AUD/USD is consolidating within a one-week range around 0.6395 on Monday.
The Reserve Bank of Australia governor said unemployment could remain near 40-year lows and wage growth was strong.
The improvement in U.S. economic data has provided support for the U.S. to maintain high interest rates for a long time.
Investors are awaiting U.S. consumer price index and Australian employment data.
AUD/USD was consolidating near key resistance at 0.6400 in early Asian trade on Monday. Meanwhile, the U.S. Dollar Index (DXY), which measures the greenback’s value against a basket of global currencies, retreated from a six-month high of 105.15 and is currently trading around 104.85.
After the Reserve Bank of Australia maintained the official cash rate (OCR) at 4.10% last week, the Reserve Bank of Australia (RBA) said that the decision to keep interest rates unchanged will give the Reserve Bank of Australia more time to study the effects of the current interest rate increase and economic prospects. In a speech, Reserve Bank of Australia governor Philip Lowe, whose term ends on September 18, noted that wages and profits were likely to exceed levels consistent with inflation returning to target in late 2025. Unemployment can remain near 40-year lows and wage growth is strong.

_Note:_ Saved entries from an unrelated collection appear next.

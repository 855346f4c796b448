//! In-memory bridge for controller tests.

use std::collections::BTreeMap;
use std::path::Path;
use std::sync::Mutex;

use async_trait::async_trait;
use quire_bridge::{
    CloseFloatingPaneRequest, LayoutBridge, OpenFloatingPaneRequest, OpenFloatingPaneResult,
};
use quire_common::{
    BridgeError, FloatingPaneDescriptor, LayoutPaneId, PersistedLayoutPayload, Rect,
};
use serde_json::Value;

#[derive(Default)]
struct Recorded {
    unavailable: bool,
    persisted: Option<PersistedLayoutPayload>,
    saves: Vec<PersistedLayoutPayload>,
    opens: Vec<OpenFloatingPaneRequest>,
    closes: Vec<CloseFloatingPaneRequest>,
    resets: usize,
    live: BTreeMap<LayoutPaneId, Rect>,
}

/// Acts like a host with a store and a registry, and records every call.
#[derive(Default)]
pub(crate) struct RecordingBridge {
    inner: Mutex<Recorded>,
}

impl RecordingBridge {
    pub fn with_persisted(payload: PersistedLayoutPayload) -> Self {
        let bridge = Self::default();
        bridge.inner.lock().unwrap().persisted = Some(payload);
        bridge
    }

    pub fn set_available(&self, available: bool) {
        self.inner.lock().unwrap().unavailable = !available;
    }

    pub fn set_live(&self, pane: LayoutPaneId, bounds: Rect) {
        self.inner.lock().unwrap().live.insert(pane, bounds);
    }

    /// The host's window went away (user closed it).
    pub fn remove_live(&self, pane: LayoutPaneId) {
        self.inner.lock().unwrap().live.remove(&pane);
    }

    pub fn saved_layouts(&self) -> Vec<Value> {
        self.inner
            .lock()
            .unwrap()
            .saves
            .iter()
            .map(|p| p.layout.clone())
            .collect()
    }

    pub fn last_saved(&self) -> Option<PersistedLayoutPayload> {
        self.inner.lock().unwrap().saves.last().cloned()
    }

    pub fn opens(&self) -> Vec<OpenFloatingPaneRequest> {
        self.inner.lock().unwrap().opens.clone()
    }

    pub fn closes(&self) -> Vec<CloseFloatingPaneRequest> {
        self.inner.lock().unwrap().closes.clone()
    }

    pub fn resets(&self) -> usize {
        self.inner.lock().unwrap().resets
    }

    fn check(&self) -> Result<(), BridgeError> {
        if self.inner.lock().unwrap().unavailable {
            Err(BridgeError::Unavailable("host not running".into()))
        } else {
            Ok(())
        }
    }
}

#[async_trait]
impl LayoutBridge for RecordingBridge {
    async fn load_layout(
        &self,
        _project: &Path,
    ) -> Result<Option<PersistedLayoutPayload>, BridgeError> {
        self.check()?;
        Ok(self.inner.lock().unwrap().persisted.clone())
    }

    async fn save_layout(
        &self,
        _project: &Path,
        payload: PersistedLayoutPayload,
    ) -> Result<(), BridgeError> {
        self.check()?;
        let mut inner = self.inner.lock().unwrap();
        inner.persisted = Some(payload.clone());
        inner.saves.push(payload);
        Ok(())
    }

    async fn reset_layout(&self, _project: &Path) -> Result<(), BridgeError> {
        self.check()?;
        let mut inner = self.inner.lock().unwrap();
        inner.persisted = None;
        inner.resets += 1;
        Ok(())
    }

    async fn list_floating_panes(
        &self,
        _project: &Path,
    ) -> Result<Vec<FloatingPaneDescriptor>, BridgeError> {
        self.check()?;
        Ok(self
            .inner
            .lock()
            .unwrap()
            .live
            .iter()
            .map(|(id, bounds)| FloatingPaneDescriptor {
                id: *id,
                bounds: *bounds,
            })
            .collect())
    }

    async fn open_floating_pane(
        &self,
        request: OpenFloatingPaneRequest,
    ) -> Result<OpenFloatingPaneResult, BridgeError> {
        tokio::task::yield_now().await;
        self.check()?;
        let mut inner = self.inner.lock().unwrap();
        inner.opens.push(request.clone());
        if inner.live.contains_key(&request.pane_id) {
            return Ok(OpenFloatingPaneResult {
                opened: false,
                clamped: None,
            });
        }
        let bounds = request
            .bounds
            .unwrap_or_else(|| Rect::new(0.0, 0.0, 640.0, 420.0));
        inner.live.insert(request.pane_id, bounds);
        Ok(OpenFloatingPaneResult {
            opened: true,
            clamped: None,
        })
    }

    async fn close_floating_pane(
        &self,
        request: CloseFloatingPaneRequest,
    ) -> Result<(), BridgeError> {
        self.check()?;
        let mut inner = self.inner.lock().unwrap();
        inner.live.remove(&request.pane_id);
        inner.closes.push(request);
        Ok(())
    }
}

In terms of economic data last week, Australia’s GDP (gross domestic product) in the second quarter of 2023 climbed to 0.4% from 0.2% in the first quarter, which was better than the expected value of 0.3%. In the second quarter, the annual GDP rate was 2.1%, compared with 2.3% in the first quarter, which was better than the 1.7% expected.
Investors are worried about weak demand and deflation in China. The Chinese government denies that China has entered a period of deflation, because according to indicators, consumer prices need to fall for three consecutive months to be considered deflation. However, inflation has been hovering just above zero since the start of the year. On Saturday, data released by China’s National Bureau of Statistics showed that China’s consumer price index (CPI) recorded an annual rate of 0.1% in August, compared with -0.3% in the previous month and 0.2% in the expected period, which was lower than expected. The monthly figure was 0.3%, in line with expectations. Finally, the Producer Price Index (PPI) recorded an annualized rate of -3.0%, compared to -4.4% in July, in line with expectations. The number fell at the slowest pace in five months. Concerns about China’s economic slowdown may put some selling pressure on the Australian dollar (AUD), which acts as a proxy for China, and be negative for AUD/USD.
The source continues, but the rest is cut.